▶ EXTRACTED RECORDS:
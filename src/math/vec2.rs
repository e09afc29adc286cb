use std::ops::{Add, AddAssign, Div, Mul, Neg, Sub, SubAssign};

use serde::{Deserialize, Serialize};

/// Lengths below this are treated as zero when normalizing.
pub const NORMALIZE_EPSILON: f64 = 1e-12;

/// A point or displacement in the shared 2D world frame.
#[derive(Debug, Clone, Copy, PartialEq, Default, Serialize, Deserialize)]
pub struct Vec2 {
    pub x: f64,
    pub y: f64,
}

impl Vec2 {
    pub const ZERO: Vec2 = Vec2 { x: 0.0, y: 0.0 };
    pub const X: Vec2 = Vec2 { x: 1.0, y: 0.0 };
    pub const Y: Vec2 = Vec2 { x: 0.0, y: 1.0 };

    pub fn new(x: f64, y: f64) -> Self {
        Self { x, y }
    }

    pub fn dot(self, other: Self) -> f64 {
        self.x * other.x + self.y * other.y
    }

    /// Squared length. Prefer this for comparisons, it skips the square root.
    pub fn magnitude_squared(self) -> f64 {
        self.dot(self)
    }

    pub fn magnitude(self) -> f64 {
        self.magnitude_squared().sqrt()
    }

    /// Unit vector in the same direction, or `None` when the length is
    /// too small for the direction to be meaningful.
    pub fn try_normalize(self) -> Option<Self> {
        let mag = self.magnitude();
        if mag <= NORMALIZE_EPSILON {
            None
        } else {
            Some(self * (1.0 / mag))
        }
    }

    /// Unit vector in the same direction. Returns zero for a zero vector.
    pub fn normalize(self) -> Self {
        self.try_normalize().unwrap_or(Self::ZERO)
    }

    pub fn distance_squared(self, other: Self) -> f64 {
        (self - other).magnitude_squared()
    }

    pub fn distance(self, other: Self) -> f64 {
        (self - other).magnitude()
    }

    /// 90-degree counter-clockwise rotation.
    pub fn perpendicular(self) -> Self {
        Self::new(-self.y, self.x)
    }

    /// Removes the component of `self` along the unit vector `axis`,
    /// leaving only the part tangent to it.
    pub fn remove_component_along(self, axis: Self) -> Self {
        self - axis * self.dot(axis)
    }

    pub fn is_finite(self) -> bool {
        self.x.is_finite() && self.y.is_finite()
    }
}

impl Add for Vec2 {
    type Output = Self;

    fn add(self, other: Self) -> Self {
        Self::new(self.x + other.x, self.y + other.y)
    }
}

impl Sub for Vec2 {
    type Output = Self;

    fn sub(self, other: Self) -> Self {
        Self::new(self.x - other.x, self.y - other.y)
    }
}

impl Mul<f64> for Vec2 {
    type Output = Self;

    fn mul(self, scalar: f64) -> Self {
        Self::new(self.x * scalar, self.y * scalar)
    }
}

impl Mul<Vec2> for f64 {
    type Output = Vec2;

    fn mul(self, vec: Vec2) -> Vec2 {
        vec * self
    }
}

impl Div<f64> for Vec2 {
    type Output = Self;

    fn div(self, rhs: f64) -> Self {
        Self::new(self.x / rhs, self.y / rhs)
    }
}

impl AddAssign for Vec2 {
    fn add_assign(&mut self, rhs: Self) {
        self.x += rhs.x;
        self.y += rhs.y;
    }
}

impl SubAssign for Vec2 {
    fn sub_assign(&mut self, rhs: Self) {
        self.x -= rhs.x;
        self.y -= rhs.y;
    }
}

impl Neg for Vec2 {
    type Output = Self;

    fn neg(self) -> Self {
        Self::new(-self.x, -self.y)
    }
}

#[cfg(test)]
mod tests {
    use super::*;
    const EPSILON: f64 = 1e-10;

    #[test]
    fn test_vec2_arithmetic() {
        let v1 = Vec2::new(1.0, 2.0);
        let v2 = Vec2::new(3.0, 4.0);
        assert_eq!(v1 + v2, Vec2::new(4.0, 6.0));
        assert_eq!(v2 - v1, Vec2::new(2.0, 2.0));
        assert_eq!(v1 * 3.0, Vec2::new(3.0, 6.0));
        assert_eq!(3.0 * v1, Vec2::new(3.0, 6.0));
        assert_eq!(v2 / 2.0, Vec2::new(1.5, 2.0));
        assert_eq!(-v1, Vec2::new(-1.0, -2.0));

        let mut acc = v1;
        acc += v2;
        acc -= Vec2::new(1.0, 1.0);
        assert_eq!(acc, Vec2::new(3.0, 5.0));
    }

    #[test]
    fn test_vec2_dot_and_magnitude() {
        let v1 = Vec2::new(1.0, 2.0);
        let v2 = Vec2::new(3.0, 4.0);
        assert!((v1.dot(v2) - 11.0).abs() < EPSILON);
        assert!((v2.magnitude_squared() - 25.0).abs() < EPSILON);
        assert!((v2.magnitude() - 5.0).abs() < EPSILON);
        assert!((v1.distance(v1 + v2) - 5.0).abs() < EPSILON);
        assert!((v1.distance_squared(v1 + v2) - 25.0).abs() < EPSILON);
    }

    #[test]
    fn test_vec2_normalize() {
        let v = Vec2::new(3.0, 4.0);
        let n = v.normalize();
        assert!((n.magnitude() - 1.0).abs() < EPSILON);
        assert!((n.x - 0.6).abs() < EPSILON);
        assert!((n.y - 0.8).abs() < EPSILON);

        assert_eq!(Vec2::ZERO.normalize(), Vec2::ZERO);
        assert!(Vec2::ZERO.try_normalize().is_none());
        assert!(Vec2::new(1e-14, 0.0).try_normalize().is_none());
    }

    #[test]
    fn test_vec2_perpendicular() {
        let v = Vec2::new(3.0, 4.0);
        let perp = v.perpendicular();
        assert_eq!(perp, Vec2::new(-4.0, 3.0));
        assert!(v.dot(perp).abs() < EPSILON);
    }

    #[test]
    fn test_vec2_remove_component_along() {
        let v = Vec2::new(2.0, -3.0);
        let tangent = v.remove_component_along(Vec2::Y);
        assert!((tangent.x - 2.0).abs() < EPSILON);
        assert!(tangent.y.abs() < EPSILON);

        // Diagonal wall normal: the result must be orthogonal to it.
        let n = Vec2::new(1.0, 1.0).normalize();
        let slid = Vec2::new(-1.0, 0.5).remove_component_along(n);
        assert!(slid.dot(n).abs() < EPSILON);
    }
}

▶ WORK TASK: Give the material above again in its entirety, exactly as it appears.

▶ REPLY:
filename src/math/vec2.rs
repository e09afc29adc286cb
use std::ops::{Add, AddAssign, Div, Mul, Neg, Sub, SubAssign};

use serde::{Deserialize, Serialize};

/// Lengths below this are treated as zero when normalizing.
pub const NORMALIZE_EPSILON: f64 = 1e-12;

/// A point or displacement in the shared 2D world frame.
#[derive(Debug, Clone, Copy, PartialEq, Default, Serialize, Deserialize)]
pub struct Vec2 {
    pub x: f64,
    pub y: f64,
}

impl Vec2 {
    pub const ZERO: Vec2 = Vec2 { x: 0.0, y: 0.0 };
    pub const X: Vec2 = Vec2 { x: 1.0, y: 0.0 };
    pub const Y: Vec2 = Vec2 { x: 0.0, y: 1.0 };

    pub fn new(x: f64, y: f64) -> Self {
        Self { x, y }
    }

    pub fn dot(self, other: Self) -> f64 {
        self.x * other.x + self.y * other.y
    }

    /// Squared length. Prefer this for comparisons, it skips the square root.
    pub fn magnitude_squared(self) -> f64 {
        self.dot(self)
    }

    pub fn magnitude(self) -> f64 {
        self.magnitude_squared().sqrt()
    }

    /// Unit vector in the same direction, or `None` when the length is
    /// too small for the direction to be meaningful.
    pub fn try_normalize(self) -> Option<Self> {
        let mag = self.magnitude();
        if mag <= NORMALIZE_EPSILON {
            None
        } else {
            Some(self * (1.0 / mag))
        }
    }

    /// Unit vector in the same direction. Returns zero for a zero vector.
    pub fn normalize(self) -> Self {
        self.try_normalize().unwrap_or(Self::ZERO)
    }

    pub fn distance_squared(self, other: Self) -> f64 {
        (self - other).magnitude_squared()
    }

    pub fn distance(self, other: Self) -> f64 {
        (self - other).magnitude()
    }

    /// 90-degree counter-clockwise rotation.
    pub fn perpendicular(self) -> Self {
        Self::new(-self.y, self.x)
    }

    /// Removes the component of `self` along the unit vector `axis`,
    /// leaving only the part tangent to it.
    pub fn remove_component_along(self, axis: Self) -> Self {
        self - axis * self.dot(axis)
    }

    pub fn is_finite(self) -> bool {
        self.x.is_finite() && self.y.is_finite()
    }
}

impl Add for Vec2 {
    type Output = Self;

    fn add(self, other: Self) -> Self {
        Self::new(self.x + other.x, self.y + other.y)
    }
}

impl Sub for Vec2 {
    type Output = Self;

    fn sub(self, other: Self) -> Self {
        Self::new(self.x - other.x, self.y - other.y)
    }
}

impl Mul<f64> for Vec2 {
    type Output = Self;

    fn mul(self, scalar: f64) -> Self {
        Self::new(self.x * scalar, self.y * scalar)
    }
}

impl Mul<Vec2> for f64 {
    type Output = Vec2;

    fn mul(self, vec: Vec2) -> Vec2 {
        vec * self
    }
}

impl Div<f64> for Vec2 {
    type Output = Self;

    fn div(self, rhs: f64) -> Self {
        Self::new(self.x / rhs, self.y / rhs)
    }
}

impl AddAssign for Vec2 {
    fn add_assign(&mut self, rhs: Self) {
        self.x += rhs.x;
        self.y += rhs.y;
    }
}

impl SubAssign for Vec2 {
    fn sub_assign(&mut self, rhs: Self) {
        self.x -= rhs.x;
        self.y -= rhs.y;
    }
}

impl Neg for Vec2 {
    type Output = Self;

    fn neg(self) -> Self {
        Self::new(-self.x, -self.y)
    }
}

#[cfg(test)]
mod tests {
    use super::*;
    const EPSILON: f64 = 1e-10;

    #[test]
    fn test_vec2_arithmetic() {
        let v1 = Vec2::new(1.0, 2.0);
        let v2 = Vec2::new(3.0, 4.0);
        assert_eq!(v1 + v2, Vec2::new(4.0, 6.0));
        assert_eq!(v2 - v1, Vec2::new(2.0, 2.0));
        assert_eq!(v1 * 3.0, Vec2::new(3.0, 6.0));
        assert_eq!(3.0 * v1, Vec2::new(3.0, 6.0));
        assert_eq!(v2 / 2.0, Vec2::new(1.5, 2.0));
        assert_eq!(-v1, Vec2::new(-1.0, -2.0));

        let mut acc = v1;
        acc += v2;
        acc -= Vec2::new(1.0, 1.0);
        assert_eq!(acc, Vec2::new(3.0, 5.0));
    }

    #[test]
    fn test_vec2_dot_and_magnitude() {
        let v1 = Vec2::new(1.0, 2.0);
        let v2 = Vec2::new(3.0, 4.0);
        assert!((v1.dot(v2) - 11.0).abs() < EPSILON);
        assert!((v2.magnitude_squared() - 25.0).abs() < EPSILON);
        assert!((v2.magnitude() - 5.0).abs() < EPSILON);
        assert!((v1.distance(v1 + v2) - 5.0).abs() < EPSILON);
        assert!((v1.distance_squared(v1 + v2) - 25.0).abs() < EPSILON);
    }

    #[test]
    fn test_vec2_normalize() {
        let v = Vec2::new(3.0, 4.0);
        let n = v.normalize();
        assert!((n.magnitude() - 1.0).abs() < EPSILON);
        assert!((n.x - 0.6).abs() < EPSILON);
        assert!((n.y - 0.8).abs() < EPSILON);

        assert_eq!(Vec2::ZERO.normalize(), Vec2::ZERO);
        assert!(Vec2::ZERO.try_normalize().is_none());
        assert!(Vec2::new(1e-14, 0.0).try_normalize().is_none());
    }

    #[test]
    fn test_vec2_perpendicular() {
        let v = Vec2::new(3.0, 4.0);
        let perp = v.perpendicular();
        assert_eq!(perp, Vec2::new(-4.0, 3.0));
        assert!(v.dot(perp).abs() < EPSILON);
    }

    #[test]
    fn test_vec2_remove_component_along() {
        let v = Vec2::new(2.0, -3.0);
        let tangent = v.remove_component_along(Vec2::Y);
        assert!((tangent.x - 2.0).abs() < EPSILON);
        assert!(tangent.y.abs() < EPSILON);

        // Diagonal wall normal: the result must be orthogonal to it.
        let n = Vec2::new(1.0, 1.0).normalize();
        let slid = Vec2::new(-1.0, 0.5).remove_component_along(n);
        assert!(slid.dot(n).abs() < EPSILON);
    }
}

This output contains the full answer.